» ASSIGNMENT: Say how many lines of these entries include the word "StdRng", and answer with the number alone.
——
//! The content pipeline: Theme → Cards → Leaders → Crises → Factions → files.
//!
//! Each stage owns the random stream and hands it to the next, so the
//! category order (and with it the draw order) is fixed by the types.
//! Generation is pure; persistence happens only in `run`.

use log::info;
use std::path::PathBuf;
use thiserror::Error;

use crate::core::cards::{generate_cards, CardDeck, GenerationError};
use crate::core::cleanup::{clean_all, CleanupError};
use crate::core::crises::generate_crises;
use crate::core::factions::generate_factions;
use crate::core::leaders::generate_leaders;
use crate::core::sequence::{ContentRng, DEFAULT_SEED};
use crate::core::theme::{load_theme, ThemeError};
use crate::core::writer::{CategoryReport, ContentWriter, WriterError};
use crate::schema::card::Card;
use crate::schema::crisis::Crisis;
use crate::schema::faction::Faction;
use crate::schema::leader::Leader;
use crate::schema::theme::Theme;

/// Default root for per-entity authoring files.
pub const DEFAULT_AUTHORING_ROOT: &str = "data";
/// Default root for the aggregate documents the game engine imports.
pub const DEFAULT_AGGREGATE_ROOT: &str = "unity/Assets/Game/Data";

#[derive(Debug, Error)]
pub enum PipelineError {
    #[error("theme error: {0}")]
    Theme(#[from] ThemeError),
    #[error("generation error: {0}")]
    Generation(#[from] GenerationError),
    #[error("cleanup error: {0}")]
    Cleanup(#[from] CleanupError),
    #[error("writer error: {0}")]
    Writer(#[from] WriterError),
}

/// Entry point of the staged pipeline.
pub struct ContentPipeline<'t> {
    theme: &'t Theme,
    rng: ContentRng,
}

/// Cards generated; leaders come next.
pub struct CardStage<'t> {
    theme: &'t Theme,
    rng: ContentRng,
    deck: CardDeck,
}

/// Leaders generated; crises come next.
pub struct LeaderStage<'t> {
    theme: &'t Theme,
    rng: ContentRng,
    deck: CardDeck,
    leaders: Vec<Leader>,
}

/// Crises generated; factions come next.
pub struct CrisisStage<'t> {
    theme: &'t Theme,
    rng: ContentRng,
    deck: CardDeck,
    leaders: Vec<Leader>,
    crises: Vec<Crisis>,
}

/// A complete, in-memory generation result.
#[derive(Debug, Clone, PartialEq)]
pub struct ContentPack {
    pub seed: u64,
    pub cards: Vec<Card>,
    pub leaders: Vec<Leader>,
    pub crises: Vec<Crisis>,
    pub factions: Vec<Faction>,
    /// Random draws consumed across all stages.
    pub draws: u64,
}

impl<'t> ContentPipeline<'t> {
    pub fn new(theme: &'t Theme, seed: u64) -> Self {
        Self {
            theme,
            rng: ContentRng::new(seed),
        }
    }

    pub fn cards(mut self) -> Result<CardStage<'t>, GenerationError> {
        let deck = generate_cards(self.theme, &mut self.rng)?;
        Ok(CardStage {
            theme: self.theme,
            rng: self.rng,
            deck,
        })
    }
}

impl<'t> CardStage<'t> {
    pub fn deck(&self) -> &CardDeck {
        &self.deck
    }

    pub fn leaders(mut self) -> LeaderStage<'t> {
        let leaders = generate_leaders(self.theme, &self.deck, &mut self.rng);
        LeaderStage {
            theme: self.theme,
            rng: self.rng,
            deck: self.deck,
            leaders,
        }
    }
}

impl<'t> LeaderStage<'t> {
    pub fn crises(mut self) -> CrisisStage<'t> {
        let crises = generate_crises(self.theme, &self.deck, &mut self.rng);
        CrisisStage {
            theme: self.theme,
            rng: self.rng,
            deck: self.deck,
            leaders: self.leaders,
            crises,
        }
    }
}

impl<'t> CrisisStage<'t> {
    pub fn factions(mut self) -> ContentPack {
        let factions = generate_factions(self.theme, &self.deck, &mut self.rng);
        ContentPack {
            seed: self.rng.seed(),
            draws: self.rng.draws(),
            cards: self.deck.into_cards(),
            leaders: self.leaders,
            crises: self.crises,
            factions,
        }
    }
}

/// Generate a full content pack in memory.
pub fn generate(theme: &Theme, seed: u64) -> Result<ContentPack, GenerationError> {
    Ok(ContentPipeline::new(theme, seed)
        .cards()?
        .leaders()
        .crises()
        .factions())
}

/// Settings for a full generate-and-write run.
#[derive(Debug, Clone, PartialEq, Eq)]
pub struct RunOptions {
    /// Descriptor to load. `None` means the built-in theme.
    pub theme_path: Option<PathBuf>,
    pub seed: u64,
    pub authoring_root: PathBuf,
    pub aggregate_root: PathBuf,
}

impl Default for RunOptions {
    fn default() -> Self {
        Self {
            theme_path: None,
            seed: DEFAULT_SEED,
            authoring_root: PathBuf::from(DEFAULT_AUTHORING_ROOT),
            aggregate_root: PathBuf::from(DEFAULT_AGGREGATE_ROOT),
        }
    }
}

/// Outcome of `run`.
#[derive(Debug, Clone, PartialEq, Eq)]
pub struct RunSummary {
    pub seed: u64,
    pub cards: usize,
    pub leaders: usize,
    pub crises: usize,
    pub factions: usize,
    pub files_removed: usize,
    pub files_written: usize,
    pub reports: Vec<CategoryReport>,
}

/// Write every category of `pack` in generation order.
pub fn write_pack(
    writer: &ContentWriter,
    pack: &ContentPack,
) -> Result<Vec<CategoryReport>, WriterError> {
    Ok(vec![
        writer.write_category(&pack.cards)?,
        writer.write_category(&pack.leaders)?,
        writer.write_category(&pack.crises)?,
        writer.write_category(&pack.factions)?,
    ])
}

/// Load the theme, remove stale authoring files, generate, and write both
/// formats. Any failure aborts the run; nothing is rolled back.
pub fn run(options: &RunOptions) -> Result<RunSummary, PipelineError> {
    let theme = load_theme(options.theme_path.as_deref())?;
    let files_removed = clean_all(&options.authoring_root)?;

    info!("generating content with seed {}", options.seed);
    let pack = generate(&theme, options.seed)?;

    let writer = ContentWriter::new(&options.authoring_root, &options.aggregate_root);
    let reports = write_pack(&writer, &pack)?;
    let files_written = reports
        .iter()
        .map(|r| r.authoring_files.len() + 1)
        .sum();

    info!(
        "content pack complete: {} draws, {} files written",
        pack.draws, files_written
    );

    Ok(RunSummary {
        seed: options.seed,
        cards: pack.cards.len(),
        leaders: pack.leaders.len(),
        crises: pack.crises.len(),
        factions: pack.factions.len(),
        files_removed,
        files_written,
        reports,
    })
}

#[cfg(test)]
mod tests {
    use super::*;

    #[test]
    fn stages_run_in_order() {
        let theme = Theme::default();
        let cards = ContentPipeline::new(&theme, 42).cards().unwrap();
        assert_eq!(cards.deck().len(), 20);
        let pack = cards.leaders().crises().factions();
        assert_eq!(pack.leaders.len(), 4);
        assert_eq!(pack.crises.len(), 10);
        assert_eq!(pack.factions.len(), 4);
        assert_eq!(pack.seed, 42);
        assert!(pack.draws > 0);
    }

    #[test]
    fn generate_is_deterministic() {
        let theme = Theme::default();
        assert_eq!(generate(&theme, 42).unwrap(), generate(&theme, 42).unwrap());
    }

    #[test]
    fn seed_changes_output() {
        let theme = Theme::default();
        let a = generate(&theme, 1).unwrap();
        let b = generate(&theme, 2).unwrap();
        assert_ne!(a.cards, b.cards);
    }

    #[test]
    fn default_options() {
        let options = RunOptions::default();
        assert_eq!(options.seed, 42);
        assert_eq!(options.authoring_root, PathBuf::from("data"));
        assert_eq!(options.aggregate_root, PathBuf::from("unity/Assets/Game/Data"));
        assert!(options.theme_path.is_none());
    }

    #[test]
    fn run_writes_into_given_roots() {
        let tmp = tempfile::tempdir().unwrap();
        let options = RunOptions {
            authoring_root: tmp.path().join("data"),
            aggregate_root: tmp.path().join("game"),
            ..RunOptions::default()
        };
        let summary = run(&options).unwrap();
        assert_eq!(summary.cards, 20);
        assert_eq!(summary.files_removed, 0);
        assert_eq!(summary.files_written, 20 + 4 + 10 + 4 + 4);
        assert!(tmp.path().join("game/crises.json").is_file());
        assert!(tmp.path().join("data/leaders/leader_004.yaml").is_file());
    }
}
——
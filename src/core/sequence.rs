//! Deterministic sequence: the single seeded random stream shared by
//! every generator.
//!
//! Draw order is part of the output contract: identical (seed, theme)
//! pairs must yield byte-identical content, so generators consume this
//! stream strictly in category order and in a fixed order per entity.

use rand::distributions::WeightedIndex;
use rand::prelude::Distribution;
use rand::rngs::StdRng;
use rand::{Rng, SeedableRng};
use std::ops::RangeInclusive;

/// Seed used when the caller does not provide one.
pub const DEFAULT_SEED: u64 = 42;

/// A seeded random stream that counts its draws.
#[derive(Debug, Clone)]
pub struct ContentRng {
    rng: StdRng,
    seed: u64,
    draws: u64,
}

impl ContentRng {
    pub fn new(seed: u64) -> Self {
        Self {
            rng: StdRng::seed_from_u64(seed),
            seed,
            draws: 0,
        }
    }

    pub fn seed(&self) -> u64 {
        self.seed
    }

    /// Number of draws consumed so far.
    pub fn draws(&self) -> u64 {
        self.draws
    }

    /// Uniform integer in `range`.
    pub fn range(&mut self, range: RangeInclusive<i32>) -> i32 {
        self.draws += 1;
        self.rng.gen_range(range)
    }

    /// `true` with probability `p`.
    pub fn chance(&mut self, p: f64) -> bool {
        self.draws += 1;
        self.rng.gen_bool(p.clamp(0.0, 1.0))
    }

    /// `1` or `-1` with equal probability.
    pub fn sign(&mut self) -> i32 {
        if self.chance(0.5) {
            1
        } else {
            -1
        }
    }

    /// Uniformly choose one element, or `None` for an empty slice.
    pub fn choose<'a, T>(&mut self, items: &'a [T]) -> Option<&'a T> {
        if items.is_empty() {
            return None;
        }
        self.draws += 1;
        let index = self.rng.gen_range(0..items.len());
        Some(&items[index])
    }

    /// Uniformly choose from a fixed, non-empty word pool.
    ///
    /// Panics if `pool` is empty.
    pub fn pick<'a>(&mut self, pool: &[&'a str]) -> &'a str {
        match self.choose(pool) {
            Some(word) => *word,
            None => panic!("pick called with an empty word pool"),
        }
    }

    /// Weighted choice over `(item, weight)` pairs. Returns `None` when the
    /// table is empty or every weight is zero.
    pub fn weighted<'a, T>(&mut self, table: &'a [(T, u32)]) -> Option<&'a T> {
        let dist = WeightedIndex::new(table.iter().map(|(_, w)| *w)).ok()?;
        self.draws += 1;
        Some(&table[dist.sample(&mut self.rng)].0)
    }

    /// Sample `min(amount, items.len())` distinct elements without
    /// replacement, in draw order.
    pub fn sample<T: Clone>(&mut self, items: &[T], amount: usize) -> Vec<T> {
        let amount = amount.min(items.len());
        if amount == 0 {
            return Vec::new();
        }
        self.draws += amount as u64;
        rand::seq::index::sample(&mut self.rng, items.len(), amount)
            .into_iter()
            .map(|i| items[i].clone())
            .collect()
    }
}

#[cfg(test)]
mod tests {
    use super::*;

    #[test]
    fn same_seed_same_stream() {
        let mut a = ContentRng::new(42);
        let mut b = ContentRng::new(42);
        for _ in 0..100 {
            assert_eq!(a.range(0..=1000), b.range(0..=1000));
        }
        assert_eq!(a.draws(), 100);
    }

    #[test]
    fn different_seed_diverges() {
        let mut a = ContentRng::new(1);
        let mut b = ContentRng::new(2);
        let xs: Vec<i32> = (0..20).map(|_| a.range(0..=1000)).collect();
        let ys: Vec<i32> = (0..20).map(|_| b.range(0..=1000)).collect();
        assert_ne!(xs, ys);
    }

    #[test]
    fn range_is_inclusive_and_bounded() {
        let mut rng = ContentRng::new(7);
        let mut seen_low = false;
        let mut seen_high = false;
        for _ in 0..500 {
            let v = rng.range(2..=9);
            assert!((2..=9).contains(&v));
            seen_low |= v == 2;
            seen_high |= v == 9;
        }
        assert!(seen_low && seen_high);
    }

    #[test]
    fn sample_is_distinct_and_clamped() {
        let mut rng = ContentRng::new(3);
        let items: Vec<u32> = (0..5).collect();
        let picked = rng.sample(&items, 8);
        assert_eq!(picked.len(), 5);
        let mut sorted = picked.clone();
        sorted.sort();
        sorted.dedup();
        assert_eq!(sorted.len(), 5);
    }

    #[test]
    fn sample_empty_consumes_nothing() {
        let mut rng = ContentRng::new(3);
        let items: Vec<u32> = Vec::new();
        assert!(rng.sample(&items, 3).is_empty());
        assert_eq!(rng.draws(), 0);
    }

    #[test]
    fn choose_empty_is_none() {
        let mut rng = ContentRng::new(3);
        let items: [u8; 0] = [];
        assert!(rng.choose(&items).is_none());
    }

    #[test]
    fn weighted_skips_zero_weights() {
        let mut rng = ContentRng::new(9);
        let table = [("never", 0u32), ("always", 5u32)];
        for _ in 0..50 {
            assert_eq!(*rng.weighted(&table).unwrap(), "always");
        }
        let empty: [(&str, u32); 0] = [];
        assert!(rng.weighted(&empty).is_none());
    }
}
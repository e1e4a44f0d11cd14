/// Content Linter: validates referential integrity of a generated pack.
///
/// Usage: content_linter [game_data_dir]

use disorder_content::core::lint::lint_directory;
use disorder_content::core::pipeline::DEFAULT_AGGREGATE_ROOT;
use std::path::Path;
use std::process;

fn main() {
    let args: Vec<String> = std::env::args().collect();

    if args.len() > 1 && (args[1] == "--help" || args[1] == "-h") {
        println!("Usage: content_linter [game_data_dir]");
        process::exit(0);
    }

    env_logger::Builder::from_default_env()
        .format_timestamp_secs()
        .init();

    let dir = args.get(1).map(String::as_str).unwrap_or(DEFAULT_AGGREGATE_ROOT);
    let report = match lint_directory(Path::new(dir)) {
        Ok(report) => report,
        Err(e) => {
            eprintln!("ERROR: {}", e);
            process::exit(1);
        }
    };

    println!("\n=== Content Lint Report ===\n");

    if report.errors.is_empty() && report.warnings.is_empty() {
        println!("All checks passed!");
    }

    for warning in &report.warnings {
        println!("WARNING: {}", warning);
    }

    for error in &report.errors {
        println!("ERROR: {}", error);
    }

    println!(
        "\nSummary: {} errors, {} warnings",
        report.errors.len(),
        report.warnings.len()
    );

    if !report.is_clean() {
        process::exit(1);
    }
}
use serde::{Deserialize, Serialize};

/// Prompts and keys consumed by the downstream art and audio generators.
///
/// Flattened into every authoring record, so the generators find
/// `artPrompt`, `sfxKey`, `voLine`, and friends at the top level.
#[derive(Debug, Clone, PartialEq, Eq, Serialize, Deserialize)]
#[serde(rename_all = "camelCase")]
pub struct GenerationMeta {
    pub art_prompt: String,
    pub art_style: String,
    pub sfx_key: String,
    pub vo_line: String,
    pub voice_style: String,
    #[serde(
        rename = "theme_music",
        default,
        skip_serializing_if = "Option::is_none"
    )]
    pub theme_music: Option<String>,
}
——
» ANSWER SECTION: 3